**Problem requirements**
Collect all lines from the records below that include the word "current".

......

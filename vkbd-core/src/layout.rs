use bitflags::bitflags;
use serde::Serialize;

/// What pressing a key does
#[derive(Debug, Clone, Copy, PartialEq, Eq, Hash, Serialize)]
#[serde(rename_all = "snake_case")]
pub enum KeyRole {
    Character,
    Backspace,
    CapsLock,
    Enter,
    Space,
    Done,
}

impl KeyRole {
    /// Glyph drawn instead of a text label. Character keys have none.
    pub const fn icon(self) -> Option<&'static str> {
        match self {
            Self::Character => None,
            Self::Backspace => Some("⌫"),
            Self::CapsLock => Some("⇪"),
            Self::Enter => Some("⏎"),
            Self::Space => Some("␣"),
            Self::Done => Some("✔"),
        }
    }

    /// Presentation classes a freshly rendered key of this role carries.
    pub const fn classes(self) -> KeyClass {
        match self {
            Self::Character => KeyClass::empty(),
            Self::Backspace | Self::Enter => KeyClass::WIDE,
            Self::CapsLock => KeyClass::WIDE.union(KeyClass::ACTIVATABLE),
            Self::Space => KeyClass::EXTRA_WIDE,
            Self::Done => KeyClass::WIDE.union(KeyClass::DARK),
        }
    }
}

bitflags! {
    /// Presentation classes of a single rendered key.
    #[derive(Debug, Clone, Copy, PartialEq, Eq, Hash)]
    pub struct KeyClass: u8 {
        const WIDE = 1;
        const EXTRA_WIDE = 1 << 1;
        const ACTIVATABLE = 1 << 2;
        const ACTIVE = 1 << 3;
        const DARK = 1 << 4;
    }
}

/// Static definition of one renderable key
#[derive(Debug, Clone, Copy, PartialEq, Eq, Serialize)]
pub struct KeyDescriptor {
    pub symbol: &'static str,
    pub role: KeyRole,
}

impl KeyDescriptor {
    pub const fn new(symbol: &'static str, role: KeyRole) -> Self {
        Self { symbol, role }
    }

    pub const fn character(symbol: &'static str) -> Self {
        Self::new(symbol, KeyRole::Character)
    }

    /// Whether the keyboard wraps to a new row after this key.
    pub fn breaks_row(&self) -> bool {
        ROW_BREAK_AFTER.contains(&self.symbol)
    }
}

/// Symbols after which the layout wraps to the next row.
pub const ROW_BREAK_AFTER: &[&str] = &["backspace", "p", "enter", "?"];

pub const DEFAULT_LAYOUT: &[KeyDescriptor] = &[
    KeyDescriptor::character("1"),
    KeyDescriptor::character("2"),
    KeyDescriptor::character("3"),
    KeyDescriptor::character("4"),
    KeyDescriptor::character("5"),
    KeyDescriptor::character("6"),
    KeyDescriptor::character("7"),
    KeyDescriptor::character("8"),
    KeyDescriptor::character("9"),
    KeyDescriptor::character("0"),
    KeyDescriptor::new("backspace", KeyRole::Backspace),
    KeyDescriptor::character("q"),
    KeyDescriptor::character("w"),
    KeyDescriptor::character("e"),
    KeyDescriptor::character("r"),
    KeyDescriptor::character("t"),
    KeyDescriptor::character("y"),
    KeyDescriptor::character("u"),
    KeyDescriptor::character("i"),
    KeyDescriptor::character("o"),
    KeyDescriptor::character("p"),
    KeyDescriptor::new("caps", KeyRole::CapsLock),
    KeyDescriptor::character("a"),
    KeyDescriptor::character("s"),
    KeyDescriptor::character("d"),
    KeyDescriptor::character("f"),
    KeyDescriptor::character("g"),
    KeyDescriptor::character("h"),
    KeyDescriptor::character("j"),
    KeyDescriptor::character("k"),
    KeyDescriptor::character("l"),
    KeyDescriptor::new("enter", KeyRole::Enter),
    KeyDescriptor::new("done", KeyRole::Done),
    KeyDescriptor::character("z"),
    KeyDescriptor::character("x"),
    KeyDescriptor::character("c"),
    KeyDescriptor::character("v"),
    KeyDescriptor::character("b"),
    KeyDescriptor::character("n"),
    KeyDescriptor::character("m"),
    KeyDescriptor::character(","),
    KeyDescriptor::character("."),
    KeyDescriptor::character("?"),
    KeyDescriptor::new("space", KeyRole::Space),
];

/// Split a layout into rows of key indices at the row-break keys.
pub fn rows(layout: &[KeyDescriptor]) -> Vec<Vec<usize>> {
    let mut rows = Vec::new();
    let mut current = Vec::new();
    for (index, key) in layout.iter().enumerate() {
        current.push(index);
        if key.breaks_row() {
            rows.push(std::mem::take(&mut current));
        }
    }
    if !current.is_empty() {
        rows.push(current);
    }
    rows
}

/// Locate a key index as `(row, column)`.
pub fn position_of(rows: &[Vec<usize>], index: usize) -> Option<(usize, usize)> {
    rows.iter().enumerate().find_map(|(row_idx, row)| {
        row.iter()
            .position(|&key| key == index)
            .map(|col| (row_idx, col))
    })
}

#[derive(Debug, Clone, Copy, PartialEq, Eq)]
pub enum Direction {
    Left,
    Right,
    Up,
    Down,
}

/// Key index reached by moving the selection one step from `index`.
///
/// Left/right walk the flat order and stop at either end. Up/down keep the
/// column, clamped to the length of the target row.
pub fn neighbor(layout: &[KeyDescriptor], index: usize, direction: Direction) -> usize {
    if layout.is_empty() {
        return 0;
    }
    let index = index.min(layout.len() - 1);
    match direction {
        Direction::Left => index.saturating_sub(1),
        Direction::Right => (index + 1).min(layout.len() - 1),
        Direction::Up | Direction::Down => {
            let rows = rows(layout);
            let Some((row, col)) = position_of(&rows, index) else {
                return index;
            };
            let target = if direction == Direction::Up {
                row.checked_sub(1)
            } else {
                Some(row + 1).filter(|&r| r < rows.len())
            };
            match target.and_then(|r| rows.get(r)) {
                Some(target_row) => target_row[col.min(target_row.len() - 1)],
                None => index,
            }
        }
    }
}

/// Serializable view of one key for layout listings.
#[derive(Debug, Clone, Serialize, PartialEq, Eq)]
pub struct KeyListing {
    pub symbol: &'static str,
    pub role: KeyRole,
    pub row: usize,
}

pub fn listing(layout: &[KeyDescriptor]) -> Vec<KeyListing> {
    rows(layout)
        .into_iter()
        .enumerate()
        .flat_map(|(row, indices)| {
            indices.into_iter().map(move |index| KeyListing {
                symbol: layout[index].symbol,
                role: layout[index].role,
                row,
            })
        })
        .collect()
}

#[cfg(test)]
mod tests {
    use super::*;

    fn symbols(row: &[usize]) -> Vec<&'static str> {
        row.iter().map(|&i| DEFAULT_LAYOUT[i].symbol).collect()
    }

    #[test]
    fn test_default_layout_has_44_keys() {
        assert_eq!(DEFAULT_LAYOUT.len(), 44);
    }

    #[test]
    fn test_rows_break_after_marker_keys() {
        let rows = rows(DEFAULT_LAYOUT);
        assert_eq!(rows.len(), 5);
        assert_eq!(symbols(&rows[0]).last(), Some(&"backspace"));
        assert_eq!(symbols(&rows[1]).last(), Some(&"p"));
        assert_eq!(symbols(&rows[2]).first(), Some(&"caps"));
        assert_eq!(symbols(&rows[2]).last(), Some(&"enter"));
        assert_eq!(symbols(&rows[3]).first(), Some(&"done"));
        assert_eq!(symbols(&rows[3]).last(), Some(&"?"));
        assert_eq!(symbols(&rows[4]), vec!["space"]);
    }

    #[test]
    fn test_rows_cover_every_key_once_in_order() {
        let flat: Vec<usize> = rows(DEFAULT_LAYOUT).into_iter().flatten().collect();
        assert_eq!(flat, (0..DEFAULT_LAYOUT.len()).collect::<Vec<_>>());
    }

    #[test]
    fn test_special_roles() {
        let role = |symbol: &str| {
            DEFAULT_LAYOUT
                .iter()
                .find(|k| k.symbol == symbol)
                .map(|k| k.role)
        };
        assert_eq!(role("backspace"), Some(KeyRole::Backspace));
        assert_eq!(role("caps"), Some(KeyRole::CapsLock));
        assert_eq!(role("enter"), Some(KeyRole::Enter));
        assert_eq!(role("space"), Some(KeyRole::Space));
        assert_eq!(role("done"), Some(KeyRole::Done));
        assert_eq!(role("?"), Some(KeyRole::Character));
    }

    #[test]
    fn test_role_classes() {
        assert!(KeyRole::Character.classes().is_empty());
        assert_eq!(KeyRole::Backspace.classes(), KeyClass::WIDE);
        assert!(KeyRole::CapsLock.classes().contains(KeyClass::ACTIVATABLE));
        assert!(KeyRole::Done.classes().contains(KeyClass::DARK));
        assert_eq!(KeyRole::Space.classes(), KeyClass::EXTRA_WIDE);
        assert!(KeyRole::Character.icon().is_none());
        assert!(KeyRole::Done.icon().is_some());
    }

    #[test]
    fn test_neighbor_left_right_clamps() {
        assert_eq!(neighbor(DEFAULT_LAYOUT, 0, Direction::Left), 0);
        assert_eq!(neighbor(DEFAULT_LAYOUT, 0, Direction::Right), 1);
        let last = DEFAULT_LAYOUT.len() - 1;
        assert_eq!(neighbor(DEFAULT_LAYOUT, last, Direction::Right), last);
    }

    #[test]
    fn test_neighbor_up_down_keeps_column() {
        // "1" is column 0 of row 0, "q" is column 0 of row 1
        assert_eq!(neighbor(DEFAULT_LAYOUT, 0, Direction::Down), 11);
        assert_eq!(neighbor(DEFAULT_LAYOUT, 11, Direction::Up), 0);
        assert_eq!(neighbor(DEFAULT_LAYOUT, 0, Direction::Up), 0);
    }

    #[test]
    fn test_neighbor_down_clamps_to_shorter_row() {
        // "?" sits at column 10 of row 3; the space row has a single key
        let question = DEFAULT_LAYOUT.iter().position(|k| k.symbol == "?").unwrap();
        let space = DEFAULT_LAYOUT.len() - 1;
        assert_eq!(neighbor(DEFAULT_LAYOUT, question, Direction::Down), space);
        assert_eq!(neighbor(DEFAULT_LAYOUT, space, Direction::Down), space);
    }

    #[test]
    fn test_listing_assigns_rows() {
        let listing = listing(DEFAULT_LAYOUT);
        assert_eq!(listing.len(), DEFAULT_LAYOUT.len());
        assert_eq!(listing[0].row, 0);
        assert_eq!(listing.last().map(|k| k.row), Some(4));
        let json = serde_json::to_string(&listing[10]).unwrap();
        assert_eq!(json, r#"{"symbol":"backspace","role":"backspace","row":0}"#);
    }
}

......

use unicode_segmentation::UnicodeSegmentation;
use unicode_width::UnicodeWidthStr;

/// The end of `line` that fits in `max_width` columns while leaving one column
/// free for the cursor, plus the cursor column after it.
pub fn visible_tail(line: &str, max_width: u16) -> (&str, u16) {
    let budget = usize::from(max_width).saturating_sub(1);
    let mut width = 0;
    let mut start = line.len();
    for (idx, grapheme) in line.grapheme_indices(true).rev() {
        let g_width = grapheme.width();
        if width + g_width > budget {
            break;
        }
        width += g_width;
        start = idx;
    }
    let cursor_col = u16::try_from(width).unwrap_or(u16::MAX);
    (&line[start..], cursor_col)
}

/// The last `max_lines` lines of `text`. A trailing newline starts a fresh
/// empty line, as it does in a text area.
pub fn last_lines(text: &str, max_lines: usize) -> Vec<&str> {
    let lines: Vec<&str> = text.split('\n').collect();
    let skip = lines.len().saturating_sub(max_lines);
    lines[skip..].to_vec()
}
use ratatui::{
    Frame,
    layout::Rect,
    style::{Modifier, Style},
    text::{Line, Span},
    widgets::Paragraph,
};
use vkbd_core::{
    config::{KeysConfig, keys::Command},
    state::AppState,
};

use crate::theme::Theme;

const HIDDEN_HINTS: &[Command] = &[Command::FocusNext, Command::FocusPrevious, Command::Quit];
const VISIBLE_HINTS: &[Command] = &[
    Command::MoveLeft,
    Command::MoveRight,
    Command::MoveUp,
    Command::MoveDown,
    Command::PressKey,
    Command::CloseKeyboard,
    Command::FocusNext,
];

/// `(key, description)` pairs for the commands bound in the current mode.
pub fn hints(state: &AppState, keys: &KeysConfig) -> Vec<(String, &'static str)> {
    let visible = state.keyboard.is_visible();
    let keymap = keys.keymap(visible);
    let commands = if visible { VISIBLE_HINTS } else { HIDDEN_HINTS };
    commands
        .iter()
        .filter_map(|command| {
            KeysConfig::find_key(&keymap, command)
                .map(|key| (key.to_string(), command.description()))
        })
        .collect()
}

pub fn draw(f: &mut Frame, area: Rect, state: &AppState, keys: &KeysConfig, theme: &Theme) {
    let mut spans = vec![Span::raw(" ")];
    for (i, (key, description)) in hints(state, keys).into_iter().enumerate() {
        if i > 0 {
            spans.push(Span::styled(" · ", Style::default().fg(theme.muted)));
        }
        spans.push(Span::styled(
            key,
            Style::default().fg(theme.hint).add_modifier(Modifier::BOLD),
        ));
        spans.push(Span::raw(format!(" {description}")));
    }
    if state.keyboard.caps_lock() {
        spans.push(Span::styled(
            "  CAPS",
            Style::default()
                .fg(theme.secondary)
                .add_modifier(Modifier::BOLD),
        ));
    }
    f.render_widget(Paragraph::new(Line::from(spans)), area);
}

......

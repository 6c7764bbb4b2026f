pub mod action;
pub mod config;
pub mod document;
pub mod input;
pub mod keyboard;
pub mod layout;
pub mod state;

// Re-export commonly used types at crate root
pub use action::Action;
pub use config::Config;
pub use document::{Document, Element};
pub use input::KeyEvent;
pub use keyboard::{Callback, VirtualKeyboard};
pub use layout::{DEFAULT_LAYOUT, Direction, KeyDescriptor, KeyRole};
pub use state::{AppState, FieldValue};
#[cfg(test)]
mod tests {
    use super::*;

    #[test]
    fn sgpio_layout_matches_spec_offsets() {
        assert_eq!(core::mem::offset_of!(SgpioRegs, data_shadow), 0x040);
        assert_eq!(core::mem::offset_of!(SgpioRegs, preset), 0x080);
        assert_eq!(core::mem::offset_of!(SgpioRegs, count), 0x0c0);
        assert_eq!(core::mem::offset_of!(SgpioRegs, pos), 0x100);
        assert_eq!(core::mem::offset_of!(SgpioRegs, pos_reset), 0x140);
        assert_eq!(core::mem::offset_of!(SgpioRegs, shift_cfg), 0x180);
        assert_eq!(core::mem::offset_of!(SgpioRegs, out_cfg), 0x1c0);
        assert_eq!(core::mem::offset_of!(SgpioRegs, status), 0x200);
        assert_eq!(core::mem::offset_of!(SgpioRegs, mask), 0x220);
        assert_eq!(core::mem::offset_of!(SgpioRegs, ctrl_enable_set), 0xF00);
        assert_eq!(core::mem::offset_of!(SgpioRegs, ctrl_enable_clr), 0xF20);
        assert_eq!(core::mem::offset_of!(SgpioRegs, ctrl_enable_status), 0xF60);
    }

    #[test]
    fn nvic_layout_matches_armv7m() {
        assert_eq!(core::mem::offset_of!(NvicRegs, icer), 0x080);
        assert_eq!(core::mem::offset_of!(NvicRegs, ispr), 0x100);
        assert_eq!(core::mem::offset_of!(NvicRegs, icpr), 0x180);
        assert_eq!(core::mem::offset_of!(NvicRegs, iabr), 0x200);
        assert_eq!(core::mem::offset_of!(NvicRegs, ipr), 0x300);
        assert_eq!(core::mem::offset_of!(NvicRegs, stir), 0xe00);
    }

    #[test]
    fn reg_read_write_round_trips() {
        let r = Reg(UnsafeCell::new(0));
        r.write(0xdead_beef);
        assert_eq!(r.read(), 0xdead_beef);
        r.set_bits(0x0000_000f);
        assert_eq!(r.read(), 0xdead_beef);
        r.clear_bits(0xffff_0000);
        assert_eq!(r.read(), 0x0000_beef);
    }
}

......

**Reply**
    let mut current = Vec::new();
        current.push(index);
            rows.push(std::mem::take(&mut current));
    if !current.is_empty() {
        rows.push(current);
/// `(key, description)` pairs for the commands bound in the current mode.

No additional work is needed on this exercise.